Optimisers.jl
Optimisers.jl copied to clipboard
Consistency in the type behavior of restructure
This was discovered in https://github.com/SciML/NeuralPDE.jl/issues/533 as an issue that only showed itself as an incorrect gradient: the primal passes of what was being trained was in Float64, the reverse passes gave a Float64, the loss function print out give a Float64, and everything looked fine, except magically the Flux neural network was just "a bit more janky", in that it had a much higher probability of failing CI tests for a reason nobody could figure out for 5 months. Finally it was discovered that parts of the gradient were calculated in Float32 because the Flux.Chain had Float32 parameters in there. This showcased that re(p) does not "always" respect the types of p.
But it doesn't "always" respect the types of the Flux.Chain either. For example, for a standard Flux.Chain of Dense layers with Float32 parameters, you get:
re(p::Vector{Float64})computes in Float32re(p::CuVector{Float32})computes on the GPU in Float32re(p::Vector{Dual})computes with Dual numbersre(p::Vector{ComplexF32})computes with Float32
And now let's have some fun:
re(p::CuVector{Float64})computes ???. My guess is CuVector{Float32}?re(p::ReverseDiff.TrackedArray)computes ??? My guess is Array{TrackedReal{Float32}}?
I understand that this isn't intended behavior and comes out of some quirks about ProjectTo , that exposes some (IMO odd) behaviors of a ChainRules internal to users who are likely not experts in the autodiff system.
Now the problem that I have with it is that discovering this behavior is rather hard, because if you do anything other than the simplest "just use the neural network", almost any case will not expose to the user that this behavior exists.
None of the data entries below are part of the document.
//! "How It Works" tab: user, edge and origin in a row, with a packet relayed
//! between them for the miss and hit runs.

use leptos::prelude::*;

use crate::components::{read, write};
use crate::state::mechanics::{CACHE_SERVED_THRESHOLD_MS, CacheBadge, RelaySimulation};
use crate::state::shell::Shell;

#[component]
pub fn MechanicsTab() -> impl IntoView {
    let shell = expect_context::<RwSignal<Shell>>();

    let busy = move || read(shell, RelaySimulation::is_busy);
    let cached = move || read(shell, RelaySimulation::is_cached);

    let on_miss = move |_| {
        write(shell, RelaySimulation::request_miss);
    };
    let on_hit = move |_| {
        let outcome = write(shell, |sim: &mut RelaySimulation| Some(sim.request_hit())).transpose();
        if let Err(err) = outcome {
            notify_user(&err.to_string());
        }
    };

    let badge = move || {
        read(shell, RelaySimulation::badge).map(|badge| {
            let class = match badge {
                CacheBadge::Miss => "badge badge--miss",
                CacheBadge::Hit => "badge badge--hit",
            };
            view! { <div class=class>{badge.label()}</div> }
        })
    };

    // Rebuilt on every hop so the CSS animation restarts from its keyframe origin.
    let packet = move || {
        let (step, hold_ms) = read(shell, |sim: &RelaySimulation| (sim.packet_step(), sim.current_hold_ms()));
        let hold_ms = hold_ms?;
        let class = format!("relay-packet relay-packet--step-{}", step.index());
        let style = format!("animation-duration: {hold_ms}ms;");
        Some(view! { <div class=class style=style></div> })
    };

    let result = move || {
        let (round_trip, caption) =
            read(shell, |sim: &RelaySimulation| (sim.last_round_trip_ms(), sim.result_caption()));
        let (ms, caption) = round_trip.zip(caption)?;
        let figure_class = if ms < CACHE_SERVED_THRESHOLD_MS {
            "relay-result__figure relay-result__figure--fast"
        } else {
            "relay-result__figure relay-result__figure--slow"
        };
        Some(view! {
            <div class="relay-result">
                <span class="relay-result__label">"Total Time:"</span>
                <span class=figure_class>{format!("{ms}ms")}</span>
                <span class="relay-result__caption">{caption}</span>
            </div>
        })
    };

    view! {
        <section class="tab tab--mechanics">
            <header class="tab__header">
                <h2>"How It Works: Cache Hit vs. Miss"</h2>
                <p>
                    "The first request is slow because it fetches from the Origin (Miss). The Edge then saves a copy. "
                    "Subsequent requests are served instantly from the Edge (Hit)."
                </p>
            </header>

            <div class="relay">
                <div class="relay__wire"></div>
                <div class="relay__nodes">
                    <div class="relay__node">
                        <span class="relay__icon">"👤"</span>
                        <span class="relay__label">"User"</span>
                    </div>
                    <div class="relay__node relay__node--edge">
                        <span
                            class="relay__icon"
                            class:relay__icon--active=move || read(shell, RelaySimulation::edge_active)
                            class:relay__icon--cached=cached
                        >
                            "🖥"
                        </span>
                        <span class="relay__label">"Edge Server"</span>
                        {badge}
                    </div>
                    <div class="relay__node">
                        <span
                            class="relay__icon"
                            class:relay__icon--active=move || read(shell, RelaySimulation::origin_active)
                        >
                            "🛢"
                        </span>
                        <span class="relay__label">"Origin Server"</span>
                    </div>
                </div>
                {packet}
                {result}
            </div>

            <div class="tab__actions">
                <button class="btn btn--secondary" disabled=busy on:click=on_miss>
                    "1. First Request (Miss)"
                </button>
                <button class="btn btn--cdn" class:btn--cold=move || !cached() disabled=busy on:click=on_hit>
                    "2. Second Request (Hit)"
                </button>
            </div>
        </section>
    }
}

/// Blocking browser alert; a log line when there is no window.
fn notify_user(message: &str) {
    #[cfg(feature = "hydrate")]
    {
        if let Some(window) = web_sys::window() {
            if window.alert_with_message(message).is_err() {
                leptos::logging::warn!("alert suppressed: {message}");
            }
            return;
        }
    }
    leptos::logging::warn!("{message}");
}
For example,
(p[end] .* re(p))::typeof(p)(p[end] .+ re(p))::typeof(p)- ...
so hold in the examples I described because the type demotion is countered by the type promotion that's applied by essentially any other computation that uses things with the eltype(p). Thus unless re(p) is the only operation that is used (in which case, you probably don't need to be using restructure/destructure), some other operation in the primal will mask the demotion and your forward pass will look like it computed using typeof(p). It will only present itself to a user in the gradient pass.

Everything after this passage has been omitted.